NICK DEANE. Thoughts on the Schools Strike for the climate.

Mar 20, 2019

NICK DEANE. Thoughts on the Schools Strike for the climate.

Concerns about climate change and the environment cannot be separated from concerns about militarism and war. All military activity is polluting. Climate change increases the likelihood of war. Environmentally damaging activities are, ultimately, protected by armed force. Preparation for war runs in parallel with climate change.

How admirable and how right the school-students are! Climate change is an overwhelmingly significant matter – the full implications of which we are just beginning to imagine. The students are to be thanked for stimulating further thoughts.

Not wanting to diminish the value of the their action, it is worth mentioning that protesting about climate change is probably‘too little, too late’already. Even in the highly unlikely scenario of all fossil-fuel emissions ceasing tomorrow, the ‘lag’in the system would see global warming continue for years to come.

That aside, there are aspects of the matter that seem to have escaped the attention of the students, in particular the relationship between climate change and war. I can see three areas of association.

Firstly, warfare, preparations for war and, indeed, all military activity is highly polluting and highly damaging to the environment. Whether it be the wholesale destruction of landscapes (such as was seen in WW1), the slow decay of sunken shipping (releasing fuel and poisons into the environment), unexploded ordnance and land-mines or any other military activity – the environmental cost is huge.

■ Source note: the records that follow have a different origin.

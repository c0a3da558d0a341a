//! # ドメイン層エラー定義
//!
//! ドメインモデルの構築や照合で発生するエラー型。
//!
//! ## エラーの種類と HTTP ステータスの対応
//!
//! | エラー種別 | HTTP ステータス | 用途 |
//! |-----------|----------------|------|
//! | `Validation` | 400 Bad Request | 入力値の検証失敗 |
//! | `NotFound` | 404 Not Found | エンティティが存在しない |
//!
//! ## 使用例
//!
//! ```rust
//! use tenderwatch_domain::DomainError;
//!
//! fn validate_title(title: &str) -> Result<(), DomainError> {
//!     if title.trim().is_empty() {
//!         return Err(DomainError::Validation("件名は必須です".to_string()));
//!     }
//!     Ok(())
//! }
//!
//! assert!(validate_title("").is_err());
//! ```

use thiserror::Error;

/// ドメイン層で発生するエラー
#[derive(Debug, Error)]
pub enum DomainError {
    /// バリデーションエラー
    ///
    /// 入力値やデータストアから読み込んだ値がドメインの制約に違反している場合に使用する。
    #[error("バリデーションエラー: {0}")]
    Validation(String),

    /// エンティティが見つからない
    ///
    /// `entity_type` にはエンティティの種類（"Tender", "Category" など）を指定する。
    #[error("{entity_type} が見つかりません: {id}")]
    NotFound {
        /// エンティティの種類
        entity_type: &'static str,
        /// 検索に使用した識別子
        id:          String,
    },
}

#[cfg(test)]
mod tests {
    use pretty_assertions::assert_eq;

    use super::*;

    #[test]
    fn test_validationのメッセージ() {
        let err = DomainError::Validation("件名は必須です".to_string());
        assert_eq!(err.to_string(), "バリデーションエラー: 件名は必須です");
    }

    #[test]
    fn test_not_foundのメッセージにエンティティ種別とidを含む() {
        let err = DomainError::NotFound {
            entity_type: "Tender",
            id:          "42".to_string(),
        };
        assert_eq!(err.to_string(), "Tender が見つかりません: 42");
    }
}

It has been estimated that 10% of all CO2 emissions can be attributed to military activity. The cost of keeping a fighter jet in the air, measured in fuel burned, is enormous. If it could be achieved, the cessation of all military activity would be of enormous benefit in any attempt to reduce CO2 emissions, delay climate change and protect the environment.

The second association arises because the leaders of nations across the globe are not blind to the coming impacts of climate change. What they correctly foresee (and greatly fear) is increased instability. When millions of people find that their lives are no longer sustainable, they will move to another part of the planet. Humankind has done this since it first manged to walk. The movement of millions of people will become an enormous problem for everyone. The instability that will ensue represents a ‘threat’in the eyes of current national leaders. They go on to display an instinctive reaction – to want to protect their nation from the perceived threat of a great mass of potential intruders. This triggers a reflex response – to arm oneself against the possibility of being over-run.

Consequently, what we are witnessing in plain view, right now, is a general ‘arming up’, both within our region and throughout the world. We can see it in the SIPRI figures for expenditure on armaments. We can see it locally in the militarisation of our own Border Force. We can see it in the rise of right-wing political organisations, calling for tougher measures to exclude refugees. As the impacts of climate change are rising, in parallel so is the quantity of weaponry available. It is not that those in power imagine that they can fight off climate change through force of arms – but it might just as well be! If this aspect is not addressed, the likelihood of war as an adjunct to climate change is greatly increased. We stand likely to make the bad effects of climate change worse – by orders of magnitude – if we continue to take up arms, as we are, in this, indirect response.

Thirdly, the students have, I suggest, underestimated the ruthlessness and determination of the entities that currently cause so much environmental destruction. The mining companies, those who extract oil, gas and coal, those who destroy forests and fishing resources for agri-business will continue to pillage the Earth as hard and as fast as they can, so long as they can stop anyone stopping them. In all these activities the protagonists are protected by governments and laws, which are, ultimately, backed up with militarised violence. Witness what happened in the USA at Standing Rock. Witness what may happen to protestors of the Adani Mine as that matter comes to a head. The well-established pattern world-wide is for the environmental damage to go ahead (in the name of economic progress) and for the protestors to be dealt with by the law or, at the very least, manhandled out of the way. In some situations the interests of powerful companies are actively protected by armed guards (effectively private armies). The destroyers that are the target of the school-student protests would not hesitate to deal with them with the full force of the law (or in extremis to open fire on them), if or when they should actually pose a genuine threat to their short-term profits.

So my message in support of the protesting school-students is this:- concern about the environment cannot be separated from concern about war. There is no prospect for an acceptable resolution of the problems that climate change is bringing that does not also involve resolving the world-wide problem of militarism. We could and should live in a world where resources are evenly distributed and there is enough for all. However, as climate change sets in, we can anticipate much worse than floods, fires, famines, droughts, and mass migrations. For if we respond to those threats as we do currently, we will ourselves create an even greater catastrophe for everyone, by adding armed conflict to the scenario. Humankind at large may well inflict much more suffering upon itself than nature. When it comes to climate change, miltarism is an over-arching consideration.

Nick Deane is an ex-public servant with a degree in Sociology. He is on the co-ordinating committee of the Independent and Peaceful Australia Network (IPAN) and convenor of the Marrickville Peace Group.